I’ve been reconnecting with people I had lost touch with. A friend from college. A friend from grad school. A past coworker suggested we meet up. A parent from the elementary years.

As people’s kids get older, they have more time so this may be happening partly due to my stage of life.

That said, the suggestion above to reach out to people is a good one. They will appreciate the honesty, and I used a similar approach.

You also might make sure you are not giving off sad vibes. When I have been grieving a death or friendship, I suspect my sad vibes turned people away. I’ve gone to therapy, processed grief, unwound my anxiety, and did a Positive Intelligence program to deal with hypervigilance. All of that helped me be more peaceful and that seems to be attracting people my way.



Anonymous
Friendships are hard post covid!
Anonymous
Anonymous wrote:It makes sense. And it’s hard. And I don’t think you’re alone in how you are feeling.

Practice saying, “I’m realizing that after covid, I’ve really lost some social connection, so I’m trying to do more. Would you ever want to get a cup of coffee or a glass of wine?” Then approach some people who seem nice, and actually ask them. They might be delighted, bc maybe they feel isolated too. If they’re too busy, no worries. Try someone else. Any reasonable person will respect the request and the honesty.

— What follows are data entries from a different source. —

//! Energy integrator
//!
//! Interval energy is `power × period`, scaled between the declared power
//! and energy units. A 10-minute average of 1200 kW delivers 200 kWh.

use std::fmt;
use std::str::FromStr;

use serde::{Deserialize, Serialize};

use crate::contract::SamplingPeriod;
use crate::error::ConfigError;
use crate::stream::{Field, Stream};

/// Unit of an instantaneous power signal.
#[derive(Debug, Clone, Copy, PartialEq, Eq)]
pub enum PowerUnit {
    Watt,
    Kilowatt,
    Megawatt,
}

impl PowerUnit {
    fn watts(self) -> f64 {
        match self {
            PowerUnit::Watt => 1.0,
            PowerUnit::Kilowatt => 1e3,
            PowerUnit::Megawatt => 1e6,
        }
    }
}

impl FromStr for PowerUnit {
    type Err = String;

    fn from_str(s: &str) -> Result<Self, Self::Err> {
        match s {
            "W" => Ok(PowerUnit::Watt),
            "kW" => Ok(PowerUnit::Kilowatt),
            "MW" => Ok(PowerUnit::Megawatt),
            other => Err(other.to_string()),
        }
    }
}

/// Unit of an interval energy value.
#[derive(Debug, Clone, Copy, PartialEq, Eq)]
pub enum EnergyUnit {
    WattHour,
    KilowattHour,
    MegawattHour,
}

impl EnergyUnit {
    fn watt_hours(self) -> f64 {
        match self {
            EnergyUnit::WattHour => 1.0,
            EnergyUnit::KilowattHour => 1e3,
            EnergyUnit::MegawattHour => 1e6,
        }
    }
}

impl FromStr for EnergyUnit {
    type Err = String;

    fn from_str(s: &str) -> Result<Self, Self::Err> {
        match s {
            "Wh" => Ok(EnergyUnit::WattHour),
            "kWh" => Ok(EnergyUnit::KilowattHour),
            "MWh" => Ok(EnergyUnit::MegawattHour),
            other => Err(other.to_string()),
        }
    }
}

impl fmt::Display for EnergyUnit {
    fn fmt(&self, f: &mut fmt::Formatter<'_>) -> fmt::Result {
        let label = match self {
            EnergyUnit::WattHour => "Wh",
            EnergyUnit::KilowattHour => "kWh",
            EnergyUnit::MegawattHour => "MWh",
        };
        f.write_str(label)
    }
}

/// Energy delivered over one period at a constant average power.
pub fn interval_energy(power: f64, period: SamplingPeriod, power_unit: PowerUnit, energy_unit: EnergyUnit) -> f64 {
    power * power_unit.watts() * period.hours() / energy_unit.watt_hours()
}

/// Derives an energy column from a power column.
#[derive(Debug, Clone, PartialEq, Serialize, Deserialize)]
pub struct EnergyRule {
    pub power_field: String,
    pub energy_field: String,
    pub power_unit: String,
    pub energy_unit: String,
}

impl EnergyRule {
    pub fn new(power_field: &str, energy_field: &str) -> Self {
        Self {
            power_field: power_field.to_string(),
            energy_field: energy_field.to_string(),
            power_unit: "kW".to_string(),
            energy_unit: "kWh".to_string(),
        }
    }

    /// Parsed unit pair.
    pub fn units(&self) -> Result<(PowerUnit, EnergyUnit), ConfigError> {
        let power = self.power_unit.parse().map_err(|unit| ConfigError::UnknownUnit {
            field: self.power_field.clone(),
            unit,
        })?;
        let energy = self.energy_unit.parse().map_err(|unit| ConfigError::UnknownUnit {
            field: self.energy_field.clone(),
            unit,
        })?;
        Ok((power, energy))
    }
}

/// Add (or overwrite) the rule's energy column using the stream's period.
///
/// Missing power gives missing energy. Returns `Ok(false)` when the stream
/// has no power field.
pub fn integrate(stream: &mut Stream, rule: &EnergyRule) -> Result<bool, ConfigError> {
    let (power_unit, energy_unit) = rule.units()?;
    let Some(power) = stream.column(&rule.power_field) else {
        return Ok(false);
    };

    let period = stream.period();
    let energy = power
        .into_iter()
        .map(|p| p.map(|p| interval_energy(p, period, power_unit, energy_unit)))
        .collect();
    stream.set_column(
        Field::new(&rule.energy_field, Some(&energy_unit.to_string())),
        energy,
    );
    Ok(true)
}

Also, just getting yourself out in the world regularly can create a big energy shift. Some low-pressure ways to do this:

- volunteer. Serve meals. Help at a habitat for humanity site. Help with park clean up. Sign up for a regular shift so you start to see the same people again and again. You may or may not find close friends this way, but it will get you in the habit of being out in the world.

- join a book group, or one of those groups that reads a book aloud together.

- alternatively, show up for one of those quiet silent-reading book events. You show up with a book, then sit with other people and read silently. It is a form of connection, but very low pressure.

- find an open-enrollment performance group. Community theater, or a choir that sings for fun. Nothing brings people together like performing. If you are shy about your stage skills, offer to help in other ways — ushering or something.

Truly. SO MANY PEOPLE feel like you do these days.


All of this! I joined a book club in the neighborhood. It started with 3 women after covid, now it's 15 strong and we have dinner and discuss books. We range from 30-80 years old and have entirely different views on so many things. These women are awesome, smart, funny. Only requirement is be a neighbor. I've gotten close to many of them, but I'm in the midst of raising kids so jm less social than some. Some if them now get together for a game night, which I can't join, but maybe someday.
Anonymous
Anonymous wrote:I’m sorry that happened, OP. You’re not alone, if that helps.

I’ve been reconnecting with people I had lost touch with. A friend from college. A friend from grad school. A past coworker suggested we meet up. A parent from the elementary years.

As people’s kids get older, they have more time so this may be happening partly due to my stage of life.

That said, the suggestion above to reach out to people is a good one. They will appreciate the honesty, and I used a similar approach.

You also might make sure you are not giving off sad vibes. When I have been grieving a death or friendship, I suspect my sad vibes turned people away. I’ve gone to therapy, processed grief, unwound my anxiety, and did a Positive Intelligence program to deal with hypervigilance. All of that helped me be more peaceful and that seems to be attracting people my way.





I don't think sad vibes so much, because I generally smile and am pleasant and I don't come off sad, but probably "don't want to connect on a deeper level" vibes, because that's how I feel. I am chattier and friendlier in situations like the checkout line or a quick one-time interaction than I am in a social situation at a party or with school parents, because I don't have to worry about the after part or what's next. I have a really hard time getting emotionally invested and it makes me anxious, so my walls are up from that, and from finding it all such an effort. It's clearly a me problem. I can totally see how hypervigilance is an issue with me.